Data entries
★ ★ ★ ★ ★

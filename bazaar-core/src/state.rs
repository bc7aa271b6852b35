//! The authorization-and-settlement state machine
//!
//! This module is the core of the ledger: every rule about who may register
//! which role, how stores and products are owned, how orders escrow funds
//! and how withdrawals debit balances lives here, as synchronous
//! validate-then-mutate methods on [`MarketState`].
//!
//! Each method either applies its full state transition and returns the
//! [`Change`] it produced, or fails with a typed error and leaves the state
//! untouched. Ordering and atomicity are supplied by the single-writer
//! actor that owns the state; nothing here blocks or suspends.
//!
//! # Invariants
//!
//! - At most one user ever holds the Admin role
//! - Roles never demote
//! - Product stock never goes negative
//! - Conservation: Σ(pending order totals) + Σ(balances)
//!   == Σ(accepted payments) − Σ(released withdrawals)

use crate::error::{Error, Result};
use crate::payout::Payout;
use crate::types::{
    AccountId, Amount, Change, ContactDetails, Order, OrderId, OrderRequest, Product, ProductSpec,
    ProspectiveMerchant, Role, ShopperRegistration, Sku, Store, StoreId, StoreSpec, User, UserId,
};
use serde::{Deserialize, Serialize};
use std::collections::HashMap;

/// Reserved display name assigned at administrator registration
pub const ADMIN_DISPLAY_NAME: &str = "Bazaar Administrator";

/// Counters, breaker flag and conservation totals
///
/// Persisted as a single unit alongside the entity maps; every id sequence
/// starts at 1 and is owned by exactly one component.
#[derive(Debug, Clone, PartialEq, Serialize, Deserialize)]
pub struct Meta {
    /// Next user id (identity registry)
    pub next_user_id: UserId,

    /// Next store id (catalog manager)
    pub next_store_id: StoreId,

    /// Next sku (catalog manager, global)
    pub next_sku: Sku,

    /// Circuit breaker flag
    pub halted: bool,

    /// Sum of all payments ever accepted by order placement
    pub total_accepted: Amount,

    /// Sum of all funds ever released by withdrawal
    pub total_released: Amount,
}

impl Default for Meta {
    fn default() -> Self {
        Self {
            next_user_id: 1,
            next_store_id: 1,
            next_sku: 1,
            halted: false,
            total_accepted: 0,
            total_released: 0,
        }
    }
}

/// In-memory marketplace state, exclusively owned by the single writer
#[derive(Debug, Default)]
pub struct MarketState {
    /// Registered users by account
    users: HashMap<AccountId, User>,

    /// Contact details by account
    contacts: HashMap<AccountId, ContactDetails>,

    /// Pending merchant requests, append-ordered; removal compacts
    queue: Vec<ProspectiveMerchant>,

    /// Stores by id
    stores: HashMap<StoreId, Store>,

    /// Ordered owned-store lists by merchant account
    registry: HashMap<AccountId, Vec<StoreId>>,

    /// Products by sku
    products: HashMap<Sku, Product>,

    /// Pending order lists by seller account; removal compacts
    orders: HashMap<AccountId, Vec<Order>>,

    /// Counters, breaker, conservation totals
    meta: Meta,
}
//! Storage layer using RocksDB
//!
//! # Column Families
//!
//! - `users` - Registered users (key: account)
//! - `contacts` - Contact details (key: account)
//! - `queue` - Pending merchant requests (single key, whole queue)
//! - `stores` - Stores (key: store_id, big-endian)
//! - `registry` - Owned-store lists (key: account)
//! - `products` - Products (key: sku, big-endian)
//! - `orders` - Pending order lists (key: seller account)
//! - `meta` - Counters, breaker flag, conservation totals (single key)
//!
//! The whole state is loaded into memory on open; every successful
//! operation is persisted through one atomic [`WriteBatch`] keyed off the
//! [`Change`] it produced, so disk never observes a partial transition.

use crate::{
    error::{Error, Result},
    state::{MarketState, Meta},
    types::{AccountId, Change, ContactDetails, Order, Product, ProspectiveMerchant, Store, User},
    Config,
};
use rocksdb::{BoundColumnFamily, ColumnFamilyDescriptor, DBCompactionStyle, IteratorMode, Options, WriteBatch, DB};
use serde::de::DeserializeOwned;
use serde::Serialize;
use std::collections::HashMap;
use std::sync::Arc;

/// Column family names
const CF_USERS: &str = "users";
const CF_CONTACTS: &str = "contacts";
const CF_QUEUE: &str = "queue";
const CF_STORES: &str = "stores";
const CF_REGISTRY: &str = "registry";
const CF_PRODUCTS: &str = "products";
const CF_ORDERS: &str = "orders";
const CF_META: &str = "meta";

/// Singleton keys
const QUEUE_KEY: &[u8] = b"queue";
const META_KEY: &[u8] = b"meta";

/// Storage wrapper for RocksDB
pub struct Storage {
    db: DB,
}

impl std::fmt::Debug for Storage {
    fn fmt(&self, f: &mut std::fmt::Formatter<'_>) -> std::fmt::Result {
        f.debug_struct("Storage").finish_non_exhaustive()
    }
}

impl Storage {
    /// Open or create database
    pub fn open(config: &Config) -> Result<Self> {
        let path = &config.data_dir;

        std::fs::create_dir_all(path)?;

        let mut db_opts = Options::default();
        db_opts.create_if_missing(true);
        db_opts.create_missing_column_families(true);

        // Tuning from config
        db_opts.set_write_buffer_size(config.rocksdb.write_buffer_size_mb * 1024 * 1024);
        db_opts.set_max_write_buffer_number(config.rocksdb.max_write_buffer_number);
        db_opts.set_target_file_size_base(config.rocksdb.target_file_size_mb * 1024 * 1024);
        db_opts.set_max_background_jobs(config.rocksdb.max_background_jobs);

        // Universal compaction for write-heavy workload
        db_opts.set_compaction_style(DBCompactionStyle::Universal);

        if config.rocksdb.enable_statistics {
            db_opts.enable_statistics();
        }

        let cf_descriptors = vec![
            ColumnFamilyDescriptor::new(CF_USERS, Self::cf_options_hot()),
            ColumnFamilyDescriptor::new(CF_CONTACTS, Self::cf_options_cold()),
            ColumnFamilyDescriptor::new(CF_QUEUE, Self::cf_options_hot()),
            ColumnFamilyDescriptor::new(CF_STORES, Self::cf_options_cold()),
            ColumnFamilyDescriptor::new(CF_REGISTRY, Self::cf_options_cold()),
            ColumnFamilyDescriptor::new(CF_PRODUCTS, Self::cf_options_hot()),
            ColumnFamilyDescriptor::new(CF_ORDERS, Self::cf_options_hot()),
            ColumnFamilyDescriptor::new(CF_META, Self::cf_options_hot()),
        ];

        let db = DB::open_cf_descriptors(&db_opts, path, cf_descriptors)?;

        tracing::info!("Opened RocksDB at {:?}", path);

        Ok(Self { db })
    }

    // Frequently written entities use LZ4 for speed; rarely touched ones
    // take the better Zstd ratio.

    fn cf_options_hot() -> Options {
        let mut opts = Options::default();
        opts.set_compression_type(rocksdb::DBCompressionType::Lz4);
        opts
    }

    fn cf_options_cold() -> Options {
        let mut opts = Options::default();
        opts.set_compression_type(rocksdb::DBCompressionType::Zstd);
        opts
    }

    fn cf(&self, name: &str) -> Result<Arc<BoundColumnFamily<'_>>> {
        self.db
            .cf_handle(name)
            .ok_or_else(|| Error::Storage(format!("missing column family {name}")))
    }

    /// Rebuild the full in-memory state from disk
    pub fn load_state(&self) -> Result<MarketState> {
        let users: HashMap<AccountId, User> = self.load_account_keyed(CF_USERS)?;
        let contacts: HashMap<AccountId, ContactDetails> = self.load_account_keyed(CF_CONTACTS)?;
        let registry: HashMap<AccountId, Vec<u64>> = self.load_account_keyed(CF_REGISTRY)?;
        let orders: HashMap<AccountId, Vec<Order>> = self.load_account_keyed(CF_ORDERS)?;
        let stores: HashMap<u64, Store> = self.load_id_keyed(CF_STORES)?;
        let products: HashMap<u64, Product> = self.load_id_keyed(CF_PRODUCTS)?;

        let queue: Vec<ProspectiveMerchant> = self
            .get_value(CF_QUEUE, QUEUE_KEY)?
            .unwrap_or_default();
        let meta: Meta = self.get_value(CF_META, META_KEY)?.unwrap_or_default();

        tracing::info!(
            "Loaded market state: {} users, {} stores, {} products, {} pending requests",
            users.len(),
            stores.len(),
            products.len(),
            queue.len()
        );

        Ok(MarketState::from_parts(
            users, contacts, queue, stores, registry, products, orders, meta,
        ))
    }

    /// Persist the effects of one successful operation atomically
    pub fn apply(&self, state: &MarketState, change: &Change) -> Result<()> {
        let mut batch = WriteBatch::default();

        match change {
            Change::AdminRegistered { account, .. } => {
                self.batch_user(&mut batch, state, account)?;
            }
            Change::ShopperRegistered { account, .. } => {
                self.batch_user(&mut batch, state, account)?;
                self.batch_contact(&mut batch, state, account)?;
            }
            Change::ContactUpdated { account } => {
                self.batch_contact(&mut batch, state, account)?;
            }
            Change::MerchantRequested { .. } => {
                self.batch_queue(&mut batch, state)?;
            }
            Change::MerchantApproved { account, .. } | Change::MerchantRejected { account, .. } => {
                self.batch_queue(&mut batch, state)?;
                self.batch_user(&mut batch, state, account)?;
            }
            Change::StoreOpened { owner, store_id } => {
                let store = state.store(*store_id).ok_or_else(|| {
                    Error::InvariantViolation(format!("opened store {store_id} not in state"))
                })?;
                batch.put_cf(&self.cf(CF_STORES)?, store_id.to_be_bytes(), encode(store)?);
                let owned = state.registry_of(owner).ok_or_else(|| {
                    Error::InvariantViolation(format!("owner {owner} has no store registry"))
                })?;
                batch.put_cf(&self.cf(CF_REGISTRY)?, owner.as_str(), encode(owned)?);
            }
            Change::ProductAdded { sku, .. } | Change::ProductEdited { sku } => {
                self.batch_product(&mut batch, state, *sku)?;
            }
            Change::OrderPlaced { seller, buyer, sku, .. } => {
                self.batch_product(&mut batch, state, *sku)?;
                self.batch_orders(&mut batch, state, seller)?;
                // Placement may have materialized an implicit shopper.
                self.batch_user(&mut batch, state, buyer)?;
            }
            Change::OrderShipped { seller, .. } => {
                self.batch_orders(&mut batch, state, seller)?;
                self.batch_user(&mut batch, state, seller)?;
            }
            Change::WithdrawalMade { account, .. } => {
                self.batch_user(&mut batch, state, account)?;
            }
            Change::BreakerToggled { .. } => {}
        }

        // Counters and totals ride along with every change.
        batch.put_cf(&self.cf(CF_META)?, META_KEY, encode(state.meta())?);

        self.db.write(batch)?;
        Ok(())
    }

    fn batch_user(&self, batch: &mut WriteBatch, state: &MarketState, account: &AccountId) -> Result<()> {
        let user = state.user(account).ok_or_else(|| {
            Error::InvariantViolation(format!("changed account {account} not in state"))
        })?;
        batch.put_cf(&self.cf(CF_USERS)?, account.as_str(), encode(user)?);
        Ok(())
    }

    fn batch_contact(&self, batch: &mut WriteBatch, state: &MarketState, account: &AccountId) -> Result<()> {
        let contact = state.contact(account).ok_or_else(|| {
            Error::InvariantViolation(format!("changed account {account} has no contact entry"))
        })?;
        batch.put_cf(&self.cf(CF_CONTACTS)?, account.as_str(), encode(contact)?);
        Ok(())
    }

    fn batch_queue(&self, batch: &mut WriteBatch, state: &MarketState) -> Result<()> {
        batch.put_cf(
            &self.cf(CF_QUEUE)?,
            QUEUE_KEY,
            encode(&state.prospective_merchants().to_vec())?,
        );
        Ok(())
    }

    fn batch_product(&self, batch: &mut WriteBatch, state: &MarketState, sku: u64) -> Result<()> {
        let product = state.product(sku).ok_or_else(|| {
            Error::InvariantViolation(format!("changed product {sku} not in state"))
        })?;
        batch.put_cf(&self.cf(CF_PRODUCTS)?, sku.to_be_bytes(), encode(product)?);
        Ok(())
    }

    fn batch_orders(&self, batch: &mut WriteBatch, state: &MarketState, seller: &AccountId) -> Result<()> {
        let pending = state.orders_of(seller).cloned().unwrap_or_default();
        batch.put_cf(&self.cf(CF_ORDERS)?, seller.as_str(), encode(&pending)?);
        Ok(())
    }

    fn get_value<T: DeserializeOwned>(&self, cf: &str, key: &[u8]) -> Result<Option<T>> {
        match self.db.get_cf(&self.cf(cf)?, key)? {
            Some(bytes) => Ok(Some(bincode::deserialize(&bytes)?)),
            None => Ok(None),
        }
    }

    fn load_account_keyed<T: DeserializeOwned>(&self, cf: &str) -> Result<HashMap<AccountId, T>> {
        let mut map = HashMap::new();
        for item in self.db.iterator_cf(&self.cf(cf)?, IteratorMode::Start) {
            let (key, value) = item?;
            let account = String::from_utf8(key.to_vec())
                .map_err(|e| Error::Storage(format!("non-utf8 account key: {e}")))?;
            map.insert(AccountId::new(account), bincode::deserialize(&value)?);
        }
        Ok(map)
    }

    fn load_id_keyed<T: DeserializeOwned>(&self, cf: &str) -> Result<HashMap<u64, T>> {
        let mut map = HashMap::new();
        for item in self.db.iterator_cf(&self.cf(cf)?, IteratorMode::Start) {
            let (key, value) = item?;
            let bytes: [u8; 8] = key
                .as_ref()
                .try_into()
                .map_err(|_| Error::Storage("malformed id key".to_string()))?;
            map.insert(u64::from_be_bytes(bytes), bincode::deserialize(&value)?);
        }
        Ok(map)
    }
}

fn encode<T: Serialize>(value: &T) -> Result<Vec<u8>> {
    Ok(bincode::serialize(value)?)
}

★ ★ ★ ★ ★

Write out the lines of the entries, word for word, from the first through the one containing "at administrator registration", and stop at that line.

filename bazaar-core/src/state.rs
repository bc7aa271b6852b35
//! The authorization-and-settlement state machine
//!
//! This module is the core of the ledger: every rule about who may register
//! which role, how stores and products are owned, how orders escrow funds
//! and how withdrawals debit balances lives here, as synchronous
//! validate-then-mutate methods on [`MarketState`].
//!
//! Each method either applies its full state transition and returns the
//! [`Change`] it produced, or fails with a typed error and leaves the state
//! untouched. Ordering and atomicity are supplied by the single-writer
//! actor that owns the state; nothing here blocks or suspends.
//!
//! # Invariants
//!
//! - At most one user ever holds the Admin role
//! - Roles never demote
//! - Product stock never goes negative
//! - Conservation: Σ(pending order totals) + Σ(balances)
//!   == Σ(accepted payments) − Σ(released withdrawals)

use crate::error::{Error, Result};
use crate::payout::Payout;
use crate::types::{
    AccountId, Amount, Change, ContactDetails, Order, OrderId, OrderRequest, Product, ProductSpec,
    ProspectiveMerchant, Role, ShopperRegistration, Sku, Store, StoreId, StoreSpec, User, UserId,
};
use serde::{Deserialize, Serialize};
use std::collections::HashMap;

/// Reserved display name assigned at administrator registration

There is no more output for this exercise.